Version: dxcompiler.dll: 1.7 - 1.7.2212.12 (8c9d92be7); dxil.dll: 1.7(101.7.2212.14) Command : ./dxc.exe -HV 2021 -spirv -fvk-use-dx-layout -fspv-target-env="vulkan1.3" -fspv-extension=SPV_EXT_descriptor_indexing -fspv-extension=SPV_KHR_physical_storage_buffer -E cs_main -T cs_6_5 .\test.hlsl -Fo .\test.spv -Fc .\test.ds %229 is scene and It does correctly extract the first element for %230(scene.cube_color) Will this method use the layout we indicate to compiler, for example if I request to use dxc_layout. Loading the member one by one by ourself will compile to similar code that use ByteAddressBuffer.Load, so I guess that's why it works.

Is there any reason, why it doesn't load the memory the same way ByteAddressBuffer.Load does?

kevyuu avatar Jan 16 '23 13:01 kevyuu

Buffer Reference is in my opinion one of the top feature of GLSL/Vulkan, and this vk::RawBufferLoad feature is really great. Unfortunately there is this bug with structures.

As an example, let's take this structure

struct TestBuffer
{
  vec3 a;
  vec3 b;
};

And fill TestBuffer[2] with the values as {{{1,2,3},{4,56}},{{7,8,9},{10,11,12}}}

In the shader, we can retrieve the values as such

  TestBuffer test = vk::RawBufferLoad < TestBuffer > (pushConst.bufAddress);
  printf("a: %.1f %.1f %.1f\n", test.a.x, test.a.y, test.a.z);
  printf("b: %.1f %.1f %.1f\n", test.b.x, test.b.y, test.b.z);

The result show the correct result for the first member, but the following one contains the same data as a.

 a: 1.0 2.0 3.0
 b: 1.0 2.0 3.0

Applying an offset will give again the right value for the first member, and copy to all other members.

TestBuffer test = vk::RawBufferLoad < TestBuffer > (pushConst.bufAddress + sizeof(TestBuffer));
...
 a: 7.0 8.0 9.0
 b: 7.0 8.0 9.0

Note: If the struct contains more members, they all have a copy of what was loaded for the first member. And if a following member is an integer, it is similar as doing asint() on the value.

The workaround, is to extract each member separately.

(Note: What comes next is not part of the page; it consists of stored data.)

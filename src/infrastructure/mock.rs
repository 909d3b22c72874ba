use crate::domain::errors::ExchangeError;
use crate::domain::ports::ExchangeClient;
use crate::domain::trading::trading_pair::TradingPair;
use crate::domain::trading::types::{
    AccountBalance, Candle, Granularity, OrderAck, OrderBookDepth, OrderOptions, Position, Ticker,
};
use async_trait::async_trait;
use parking_lot::RwLock;
use rust_decimal::Decimal;
use std::collections::HashMap;
use std::sync::Arc;
use std::sync::atomic::{AtomicUsize, Ordering};
use std::time::Duration;
use tracing::info;
use uuid::Uuid;

/// Injected failure for one symbol
#[derive(Debug, Clone, PartialEq)]
pub enum MockFailure {
    /// Never answers; the caller's timeout fires
    Hang,
    Transport(String),
    Reject { code: String, reason: String },
}

impl MockFailure {
    async fn raise<T>(&self, operation: &str) -> Result<T, ExchangeError> {
        match self {
            MockFailure::Hang => futures::future::pending().await,
            MockFailure::Transport(reason) => Err(ExchangeError::transport(operation, reason.clone())),
            MockFailure::Reject { code, reason } => {
                Err(ExchangeError::rejected(code.clone(), reason.clone()))
            }
        }
    }
}

#[derive(Debug, Clone, PartialEq)]
pub struct MockOrder {
    pub order_id: String,
    pub operation: &'static str,
    pub symbol: TradingPair,
    pub size: Decimal,
    pub options: OrderOptions,
}

#[derive(Debug, Clone)]
struct MockMarket {
    candles: Vec<Candle>,
    ticker: Ticker,
    depth: OrderBookDepth,
}

#[derive(Debug, Default)]
struct MockBook {
    markets: HashMap<TradingPair, MockMarket>,
    positions: Vec<Position>,
    balance: Option<AccountBalance>,
    market_failures: HashMap<TradingPair, MockFailure>,
    order_failures: HashMap<TradingPair, MockFailure>,
    orders: Vec<MockOrder>,
    server_time_offset_ms: i64,
    order_delay: Duration,
}

/// Scriptable in-memory exchange for tests
#[derive(Clone, Default)]
pub struct MockExchangeClient {
    book: Arc<RwLock<MockBook>>,
    orders_in_flight: Arc<AtomicUsize>,
    max_orders_in_flight: Arc<AtomicUsize>,
    market_calls: Arc<AtomicUsize>,
}

impl MockExchangeClient {
    pub fn new() -> Self {
        let mock = Self::default();
        mock.set_balance(Decimal::from(10_000));
        mock
    }

    /// Sets candles for `symbol`; ticker and a tight book are derived from the last close
    pub fn set_candles(&self, symbol: TradingPair, candles: Vec<Candle>) {
        let last = candles.last().map(|c| c.close).unwrap_or(Decimal::ONE);
        let half_spread = last * Decimal::new(1, 4);
        let market = MockMarket {
            ticker: Ticker {
                symbol,
                last_price: last,
                best_bid: last - half_spread,
                best_ask: last + half_spread,
                timestamp: candles.last().map(|c| c.timestamp).unwrap_or_default(),
            },
            depth: OrderBookDepth {
                bids: vec![(last - half_spread, Decimal::from(5))],
                asks: vec![(last + half_spread, Decimal::from(5))],
            },
            candles,
        };
        self.book.write().markets.insert(symbol, market);
    }

    pub fn set_depth(&self, symbol: TradingPair, depth: OrderBookDepth) {
        if let Some(market) = self.book.write().markets.get_mut(&symbol) {
            market.depth = depth;
        }
    }

    pub fn set_positions(&self, positions: Vec<Position>) {
        self.book.write().positions = positions;
    }

    pub fn set_balance(&self, equity: Decimal) {
        self.book.write().balance = Some(AccountBalance {
            equity,
            available: equity,
            currency: "USDT".to_string(),
        });
    }

    /// Fails every market-data call for `symbol`
    pub fn fail_market_data(&self, symbol: TradingPair, failure: MockFailure) {
        self.book.write().market_failures.insert(symbol, failure);
    }

    pub fn fail_orders(&self, symbol: TradingPair, failure: MockFailure) {
        self.book.write().order_failures.insert(symbol, failure);
    }

    pub fn clear_failures(&self) {
        let mut book = self.book.write();
        book.market_failures.clear();
        book.order_failures.clear();
    }

    pub fn set_server_time_offset(&self, offset_ms: i64) {
        self.book.write().server_time_offset_ms = offset_ms;
    }

    /// Every order call sleeps this long before answering
    pub fn set_order_delay(&self, delay: Duration) {
        self.book.write().order_delay = delay;
    }

    pub fn orders(&self) -> Vec<MockOrder> {
        self.book.read().orders.clone()
    }

    /// Highest number of order calls observed running at once
    pub fn max_concurrent_orders(&self) -> usize {
        self.max_orders_in_flight.load(Ordering::SeqCst)
    }

    /// Order calls currently waiting on the configured delay
    pub fn orders_in_flight(&self) -> usize {
        self.orders_in_flight.load(Ordering::SeqCst)
    }

    pub fn market_data_calls(&self) -> usize {
        self.market_calls.load(Ordering::SeqCst)
    }

    async fn market_data<T>(
        &self,
        symbol: TradingPair,
        operation: &str,
        read: impl FnOnce(&MockMarket) -> T,
    ) -> Result<T, ExchangeError> {
        self.market_calls.fetch_add(1, Ordering::SeqCst);
        let failure = self.book.read().market_failures.get(&symbol).cloned();
        if let Some(failure) = failure {
            return failure.raise(operation).await;
        }
        let book = self.book.read();
        book.markets
            .get(&symbol)
            .map(read)
            .ok_or_else(|| ExchangeError::rejected("40034", format!("{} has no market data", symbol)))
    }

    async fn place(
        &self,
        operation: &'static str,
        symbol: TradingPair,
        size: Decimal,
        options: OrderOptions,
    ) -> Result<OrderAck, ExchangeError> {
        let current = self.orders_in_flight.fetch_add(1, Ordering::SeqCst) + 1;
        self.max_orders_in_flight.fetch_max(current, Ordering::SeqCst);

        let (delay, failure) = {
            let book = self.book.read();
            (book.order_delay, book.order_failures.get(&symbol).cloned())
        };
        if !delay.is_zero() {
            tokio::time::sleep(delay).await;
        }

        let result = match failure {
            Some(failure) => failure.raise(operation).await,
            None => {
                let order_id = Uuid::new_v4().to_string();
                info!("MockExchange: {} {} {} -> {}", operation, symbol, size, order_id);
                self.book.write().orders.push(MockOrder {
                    order_id: order_id.clone(),
                    operation,
                    symbol,
                    size,
                    options,
                });
                Ok(OrderAck { order_id })
            }
        };

        self.orders_in_flight.fetch_sub(1, Ordering::SeqCst);
        result
    }
}

#[async_trait]
impl ExchangeClient for MockExchangeClient {
    async fn get_server_time(&self) -> Result<i64, ExchangeError> {
        let offset = self.book.read().server_time_offset_ms;
        Ok(chrono::Utc::now().timestamp_millis() + offset)
    }

    async fn get_ticker(&self, symbol: TradingPair) -> Result<Ticker, ExchangeError> {
        self.market_data(symbol, "get_ticker", |m| m.ticker.clone()).await
    }

    async fn get_candles(
        &self,
        symbol: TradingPair,
        _granularity: Granularity,
        limit: usize,
    ) -> Result<Vec<Candle>, ExchangeError> {
        self.market_data(symbol, "get_candles", |m| {
            let skip = m.candles.len().saturating_sub(limit);
            m.candles[skip..].to_vec()
        })
        .await
    }

    async fn get_order_book_depth(
        &self,
        symbol: TradingPair,
        limit: usize,
    ) -> Result<OrderBookDepth, ExchangeError> {
        self.market_data(symbol, "get_order_book_depth", |m| OrderBookDepth {
            bids: m.depth.bids.iter().take(limit).cloned().collect(),
            asks: m.depth.asks.iter().take(limit).cloned().collect(),
        })
        .await
    }

    async fn get_account_balance(&self) -> Result<AccountBalance, ExchangeError> {
        self.book
            .read()
            .balance
            .clone()
            .ok_or_else(|| ExchangeError::transport("get_account_balance", "no balance configured"))
    }

    async fn get_positions(&self) -> Result<Vec<Position>, ExchangeError> {
        Ok(self.book.read().positions.clone())
    }

    async fn open_long(
        &self,
        symbol: TradingPair,
        size: Decimal,
        options: OrderOptions,
    ) -> Result<OrderAck, ExchangeError> {
        self.place("open_long", symbol, size, options).await
    }

    async fn open_short(
        &self,
        symbol: TradingPair,
        size: Decimal,
        options: OrderOptions,
    ) -> Result<OrderAck, ExchangeError> {
        self.place("open_short", symbol, size, options).await
    }

    async fn close_long(
        &self,
        symbol: TradingPair,
        size: Decimal,
        options: OrderOptions,
    ) -> Result<OrderAck, ExchangeError> {
        self.place("close_long", symbol, size, options).await
    }

    async fn close_short(
        &self,
        symbol: TradingPair,
        size: Decimal,
        options: OrderOptions,
    ) -> Result<OrderAck, ExchangeError> {
        self.place("close_short", symbol, size, options).await
    }
}

#[cfg(test)]
mod tests {
    use super::*;
    use rust_decimal_macros::dec;

    fn candles(n: usize) -> Vec<Candle> {
        (0..n)
            .map(|i| Candle {
                timestamp: i as i64,
                open: dec!(100),
                high: dec!(101),
                low: dec!(99),
                close: dec!(100),
                volume: dec!(1),
            })
            .collect()
    }

    #[tokio::test]
    async fn test_candle_limit_returns_latest() {
        let mock = MockExchangeClient::new();
        mock.set_candles(TradingPair::BtcUsdt, candles(50));
        let got = mock
            .get_candles(TradingPair::BtcUsdt, Granularity::FifteenMinutes, 10)
            .await
            .unwrap();
        assert_eq!(got.len(), 10);
        assert_eq!(got[0].timestamp, 40);
    }

    #[tokio::test]
    async fn test_injected_rejection() {
        let mock = MockExchangeClient::new();
        mock.fail_orders(
            TradingPair::EthUsdt,
            MockFailure::Reject {
                code: "40762".into(),
                reason: "balance not enough".into(),
            },
        );
        let err = mock
            .open_long(TradingPair::EthUsdt, dec!(1), OrderOptions::market())
            .await
            .unwrap_err();
        assert!(matches!(err, ExchangeError::Rejected { .. }));
        assert!(mock.orders().is_empty());
    }

    #[tokio::test]
    async fn test_unknown_symbol_is_rejected() {
        let mock = MockExchangeClient::new();
        let err = mock.get_ticker(TradingPair::LtcUsdt).await.unwrap_err();
        assert!(matches!(err, ExchangeError::Rejected { .. }));
    }
}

  float3 a = vk::RawBufferLoad < float3 > (pushConst.bufAddress + 0);
  float3 b = vk::RawBufferLoad < float3 > (pushConst.bufAddress + sizeof(float3));
...
 a: 1.0 2.0 3.0
 b: 4.0 5.0 6.0

But this is not always simple, especially when the structure have members that can be #ifdef out.

Extra, a very nice addition to vk::RawBufferLoad would be to support the [] operand, of some other ways to load the n element of the buffer.

mklefrancois avatar Jul 18 '23 14:07 mklefrancois

Its now broken in new and fun ways

https://godbolt.org/z/onYcs95bc

fatal error: generated SPIR-V is invalid: Structure id 7 decorated as Block for variable in PhysicalStorageBuffer storage class must follow relaxed storage buffer layout rules: member 0 is missing an Offset decoration
  %LineStyle = OpTypeStruct %float %_arr_uint_uint_1

if doesn't matter if I annotate my struct members with [[vk::offset(x)]] or [[vk::ext_decorate(35,x)]], I still get this

Here is a sample that shows the problem: https://godbolt.org/z/cbPnTaG45

Note that the "sizeof(float3)" is 12. This means that the offset for the individual loads are at 12 and 24. But the offsets in %GPUObjDesc_0 are 0, 16, and 32. So the values come from different memory locations.

From the description of the vk::RawBufferLoad, the memory layout of the struct is not specificed.

This is really bad because it makes it impossible to know the memory layout so you can fill in the data on the CPU side.

The only action I think we need to take is to determine which layout is being used, and update the documentation. EDIT: I am concerned that changing the layout at this point will break existing code. Since it is not well documented, I cannot say the current behaviour is incorrect.

It seems to change depending on the layout option used:

default: 16 DX: 16, GL: 16 scalar: 12

s-perron avatar Sep 29 '23 19:09 s-perron

This example shows that the byte address buffer uses different layouts than the rawbuffer loads: https://godbolt.org/z/nE4ns5WPe.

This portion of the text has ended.